No pudo haber sucedido el sábado, salvo que la lluvia no les hubiera permitido instalar la carpa al borde del lago y hubiesen tenido que regresar a Santiago antes de lo previsto. Cualquiera sea la verdad, el día y la hora del accidente no modifican la tragedia. Durante todos estos años, los distintos componentes del drama han cambiado de sitio infinidad de veces en el almacén de la memoria. Hoy, lo que más recuerdo de esa noche es la tristeza de mi mamá. No recuerdo la desaparición de mi papá, sino las lágrimas de mi mamá. A los seis años de edad no podía entender eso de la muerte. Mi hermana y yo estábamos tristes por mi mamá y ella por nosotros. No quiero decir que no estábamos tristes por la muerte de nuestro padre ni ella por la partida del hombre que amaba, pero llorábamos más por nosotros tres que por él. Quizás mi hermana, que era más grande, acababa de cumplir nueve años, entendió el drama de la muerte y lloraba por mi papá. No lo quería más que yo, pero tenía más relación con él, una relación más de persona. La mía era de cachorro juguetón, casi sin diálogo. Las palabras apenas servían para acompañar las morisquetas de los juegos.

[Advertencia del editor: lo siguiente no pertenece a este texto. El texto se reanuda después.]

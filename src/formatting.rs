// src/formatting.rs

use crate::core::{Formatter, LogEvent};
use crate::error::PatternError;
use chrono::format::{Item, StrftimeItems};
use chrono::Local;
use std::fmt::Write;

/// Pattern used for file output when none is configured.
pub const DEFAULT_PATTERN: &str = "[%d] %-5level %logger - %msg%n";
/// Pattern used for alert bodies.
pub const ALERT_PATTERN: &str = "[%d{%Y-%m-%d %H:%M:%S}] %-5level %logger - %msg%n";

const DEFAULT_DATE_FORMAT: &str = "%Y-%m-%d %H:%M:%S%.3f";

#[derive(Debug, Clone, PartialEq)]
enum Field {
    Literal(String),
    Date(String),
    Level,
    Logger,
    Thread,
    Message,
    Newline,
}

#[derive(Debug, Clone, Copy, PartialEq)]
struct Padding {
    left_align: bool,
    width: usize,
}

#[derive(Debug, Clone, PartialEq)]
struct Segment {
    field: Field,
    padding: Option<Padding>,
}

/// A formatter compiled from a conversion pattern such as
/// `[%d] %-5level %logger - %msg%n`.
///
/// Supported conversions: `%d` / `%d{strftime}`, `%level` (`%p`), `%logger`
/// (`%c`, any `{n}` argument is ignored), `%thread` (`%t`), `%msg` (`%m`),
/// `%n` and `%%`. A `-N` or `N` prefix pads the field to `N` characters.
/// Unknown conversions are copied through literally.
#[derive(Debug, Clone)]
pub struct PatternFormatter {
    pattern: String,
    segments: Vec<Segment>,
}

impl PatternFormatter {
    pub fn new(pattern: &str) -> Result<Self, PatternError> {
        Ok(Self {
            pattern: pattern.to_string(),
            segments: parse(pattern)?,
        })
    }

    pub fn pattern(&self) -> &str {
        &self.pattern
    }
}

impl Formatter for PatternFormatter {
    fn format(&self, event: &LogEvent) -> String {
        let mut out = String::with_capacity(self.pattern.len() + event.message.len() + 32);
        for segment in &self.segments {
            let value = match &segment.field {
                Field::Literal(text) => {
                    out.push_str(text);
                    continue;
                }
                Field::Newline => {
                    out.push('\n');
                    continue;
                }
                Field::Date(format) => event
                    .timestamp
                    .with_timezone(&Local)
                    .format(format)
                    .to_string(),
                Field::Level => event.severity.as_str().to_string(),
                Field::Logger => event.application.clone(),
                Field::Thread => event.thread.clone(),
                Field::Message => event.message.clone(),
            };
            match segment.padding {
                Some(Padding { left_align: true, width }) => {
                    let _ = write!(out, "{:<width$}", value, width = width);
                }
                Some(Padding { left_align: false, width }) => {
                    let _ = write!(out, "{:>width$}", value, width = width);
                }
                None => out.push_str(&value),
            }
        }
        out
    }
}

fn parse(pattern: &str) -> Result<Vec<Segment>, PatternError> {
    let chars: Vec<char> = pattern.chars().collect();
    let mut segments = Vec::new();
    let mut literal = String::new();
    let mut i = 0;

    while i < chars.len() {
        if chars[i] != '%' {
            literal.push(chars[i]);
            i += 1;
            continue;
        }

        let start = i;
        i += 1;
        if i < chars.len() && chars[i] == '%' {
            literal.push('%');
            i += 1;
            continue;
        }

        let left_align = i < chars.len() && chars[i] == '-';
        if left_align {
            i += 1;
        }
        let mut width = String::new();
        while i < chars.len() && chars[i].is_ascii_digit() {
            width.push(chars[i]);
            i += 1;
        }
        let mut name = String::new();
        while i < chars.len() && chars[i].is_ascii_alphabetic() {
            name.push(chars[i]);
            i += 1;
        }
        let mut argument = None;
        if i < chars.len() && chars[i] == '{' {
            let close = chars[i..]
                .iter()
                .position(|c| *c == '}')
                .ok_or(PatternError::UnclosedBrace(i))?;
            argument = Some(chars[i + 1..i + close].iter().collect::<String>());
            i += close + 1;
        }

        let field = match name.as_str() {
            "d" | "date" => {
                let format = argument.unwrap_or_else(|| DEFAULT_DATE_FORMAT.to_string());
                if StrftimeItems::new(&format).any(|item| matches!(item, Item::Error)) {
                    return Err(PatternError::InvalidDateFormat(format));
                }
                Field::Date(format)
            }
            "level" | "le" | "p" => Field::Level,
            "logger" | "lo" | "c" => Field::Logger,
            "thread" | "t" => Field::Thread,
            "msg" | "m" | "message" => Field::Message,
            "n" => Field::Newline,
            _ => {
                literal.extend(&chars[start..i]);
                continue;
            }
        };

        if !literal.is_empty() {
            segments.push(Segment {
                field: Field::Literal(std::mem::take(&mut literal)),
                padding: None,
            });
        }
        let padding = width.parse::<usize>().ok().map(|width| Padding { left_align, width });
        segments.push(Segment { field, padding });
    }

    if !literal.is_empty() {
        segments.push(Segment {
            field: Field::Literal(literal),
            padding: None,
        });
    }
    Ok(segments)
}
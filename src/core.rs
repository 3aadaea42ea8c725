//! Core domain types and capability traits for logroute
//!
//! This module defines the event model shared by every component and the
//! narrow trait contracts the router, config cache and alert path use to talk
//! to their collaborators (file sinks, formatters, mail delivery).

use crate::error::{AlertError, SinkError};
use crate::sink::RotationPolicy;
use chrono::{DateTime, Utc};
use serde::{Deserialize, Serialize};
use std::fmt;
use std::path::{Component, Path, PathBuf};
use std::str::FromStr;

/// Severity of a log event. Totally ordered from `Trace` to `Error`.
///
/// The router only uses it as a routing-key component; no filtering by level
/// happens in the core.
#[derive(Debug, Clone, Copy, PartialEq, Eq, PartialOrd, Ord, Hash, Serialize, Deserialize)]
#[serde(rename_all = "UPPERCASE")]
pub enum Severity {
    Trace,
    Debug,
    Info,
    Warn,
    Error,
}

impl Severity {
    /// Every severity, lowest first.
    pub const ALL: [Severity; 5] = [
        Severity::Trace,
        Severity::Debug,
        Severity::Info,
        Severity::Warn,
        Severity::Error,
    ];

    /// The upper-case label used in rendered lines and alert subjects.
    pub fn as_str(&self) -> &'static str {
        match self {
            Severity::Trace => "TRACE",
            Severity::Debug => "DEBUG",
            Severity::Info => "INFO",
            Severity::Warn => "WARN",
            Severity::Error => "ERROR",
        }
    }

    /// The lower-case stem used for the sink's file name (`info.log`, ...).
    pub fn file_stem(&self) -> &'static str {
        match self {
            Severity::Trace => "trace",
            Severity::Debug => "debug",
            Severity::Info => "info",
            Severity::Warn => "warn",
            Severity::Error => "error",
        }
    }
}

impl fmt::Display for Severity {
    fn fmt(&self, f: &mut fmt::Formatter<'_>) -> fmt::Result {
        f.write_str(self.as_str())
    }
}

impl FromStr for Severity {
    type Err = String;

    fn from_str(s: &str) -> Result<Self, Self::Err> {
        match s.trim().to_ascii_uppercase().as_str() {
            "TRACE" => Ok(Severity::Trace),
            "DEBUG" => Ok(Severity::Debug),
            "INFO" => Ok(Severity::Info),
            "WARN" | "WARNING" => Ok(Severity::Warn),
            "ERROR" => Ok(Severity::Error),
            other => Err(format!("unknown severity: {other}")),
        }
    }
}

/// A single structured log event.
///
/// The application name travels with the event instead of living in
/// thread-local context, so the router never depends on the caller's thread.
#[derive(Debug, Clone, PartialEq)]
pub struct LogEvent {
    /// Name of the application that emitted the event.
    pub application: String,
    pub severity: Severity,
    /// The raw, unformatted message.
    pub message: String,
    /// Marks the event for the alert channel in addition to the file sink.
    pub escalate: bool,
    pub timestamp: DateTime<Utc>,
    /// Name of the emitting thread, captured at construction.
    pub thread: String,
}

impl LogEvent {
    /// Creates an event stamped with the current time and thread.
    pub fn new(application: impl Into<String>, severity: Severity, message: impl Into<String>) -> Self {
        let current = std::thread::current();
        let thread = current
            .name()
            .map(str::to_string)
            .unwrap_or_else(|| format!("{:?}", current.id()));
        Self {
            application: application.into(),
            severity,
            message: message.into(),
            escalate: false,
            timestamp: Utc::now(),
            thread,
        }
    }

    /// Sets the escalation marker.
    pub fn escalated(mut self, escalate: bool) -> Self {
        self.escalate = escalate;
        self
    }

    /// The routing key of this event.
    pub fn sink_key(&self) -> SinkKey {
        SinkKey::new(self.application.clone(), self.severity)
    }
}

/// Whether `name` can name an application: not blank, and made only of plain
/// path segments so its sinks stay below the log root. Absolute names and
/// names with `.` or `..` segments are rejected.
pub fn is_valid_application_name(name: &str) -> bool {
    !name.trim().is_empty()
        && Path::new(name)
            .components()
            .all(|component| matches!(component, Component::Normal(_)))
}

/// Identifies exactly one sink: an (application, severity) pair.
#[derive(Debug, Clone, PartialEq, Eq, Hash, PartialOrd, Ord)]
pub struct SinkKey {
    pub application: String,
    pub severity: Severity,
}

impl SinkKey {
    pub fn new(application: impl Into<String>, severity: Severity) -> Self {
        Self {
            application: application.into(),
            severity,
        }
    }
}

impl fmt::Display for SinkKey {
    fn fmt(&self, f: &mut fmt::Formatter<'_>) -> fmt::Result {
        write!(f, "{}/{}", self.application, self.severity.file_stem())
    }
}

// =============================================================================
// Capability Traits
// =============================================================================

/// An output target that accepts formatted bytes and manages its own files.
pub trait RollingSink: Send {
    /// Appends one rendered event.
    fn write(&mut self, bytes: &[u8]) -> std::io::Result<()>;

    /// Flushes buffered output, if any.
    fn flush(&mut self) -> std::io::Result<()>;

    /// Flushes and releases the underlying resources. Writes after close fail.
    fn close(&mut self) -> std::io::Result<()>;
}

/// Everything a factory needs to build the sink for one key.
#[derive(Debug, Clone, PartialEq)]
pub struct SinkSpec {
    pub key: SinkKey,
    /// `<log_path>/<application>`; the sink's files live directly inside it.
    pub directory: PathBuf,
    pub policy: RotationPolicy,
}

/// Creates sinks on demand for the router.
pub trait SinkFactory: Send + Sync {
    /// Builds a ready-to-write sink.
    ///
    /// # Returns
    /// * `Ok(sink)` once the directory exists and the active file is open
    /// * `Err` if the directory or file cannot be created
    fn create(&self, spec: &SinkSpec) -> Result<Box<dyn RollingSink>, SinkError>;
}

/// Renders a structured event into a line of text.
pub trait Formatter: Send + Sync {
    fn format(&self, event: &LogEvent) -> String;
}

/// Connection settings handed to the mail transport with every message.
#[derive(Clone, PartialEq, Eq, Default)]
pub struct SmtpSettings {
    pub host: String,
    pub port: u16,
    pub username: Option<String>,
    pub password: Option<String>,
}

impl SmtpSettings {
    /// Authentication is used only when a username is configured.
    pub fn requires_auth(&self) -> bool {
        self.username.as_deref().is_some_and(|u| !u.is_empty())
    }
}

impl fmt::Debug for SmtpSettings {
    fn fmt(&self, f: &mut fmt::Formatter<'_>) -> fmt::Result {
        f.debug_struct("SmtpSettings")
            .field("host", &self.host)
            .field("port", &self.port)
            .field("username", &self.username)
            .field("password", &self.password.as_ref().map(|_| "******"))
            .finish()
    }
}

/// A fully rendered alert message.
#[derive(Debug, Clone, PartialEq, Eq)]
pub struct MailMessage {
    pub from: String,
    pub to: String,
    pub subject: String,
    pub body: String,
}

/// Delivers alert messages to an external notification channel.
pub trait MailTransport: Send + Sync {
    /// Sends one message.
    ///
    /// # Returns
    /// * `Ok(())` if the message was handed off
    /// * `Err` for any delivery failure; callers log and drop it
    fn send(&self, smtp: &SmtpSettings, message: &MailMessage) -> Result<(), AlertError>;
}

Esa mañana yo había roto un trompo de plástico que me habían comprado hacía menos de una semana. Les había prometido que lo cuidaría y que ése no se rompería, como todos los anteriores. Tenía los pedazos en el bolsillo del pantalón y mi mortificación era que mi mamá se acordara del trompo y yo tuviera que explicarle que se había roto cuando lo estrellé contra la pared para verificar que era irrompible, como me lo habían garantizado: Este te tiene que durar porque es irrompible. Tenía los sentimientos confundidos entre la tristeza de mi mamá y el alivio, porque en esas condiciones no se acordaría del trompo de mala calidad.

Finalmente, nos mandó a acostarnos con una sonrisa que a nadie engañó, porque el ánimo no estaba para risas. En esa época yo no diferenciaba la risa de la sonrisa. Ahora que soy grande entiendo que la diferencia no es de intensidad, sino de contenido, porque la risa es una reacción espontánea de alegría y la sonrisa es calculada y sirve incluso para la tristeza. La risa hace bien, pero es menos práctica. Ese domingo en la noche, cuando los tres estuvimos sentados sobre la alfombra rojiza con dibujos de ramas y venados y flecos en los bordes, de eso sí me acuerdo porque yo estuve jugando a enredarme los dedos en los flecos mientras mi mamá nos explicaba eso de la muerte de mi papá. Del color de alfombra también me acuerdo, porque siguió estando en la sala mucho tiempo después. Ese domingo, entonces, la sonrisa de mi mamá no era una expresión espontánea de alegría, sino una seña útil que pretendía concluir la conversación con una nota tierna, consoladora y cargada de esperanza en un futuro que dependía de nuestra capacidad para superar el dolor.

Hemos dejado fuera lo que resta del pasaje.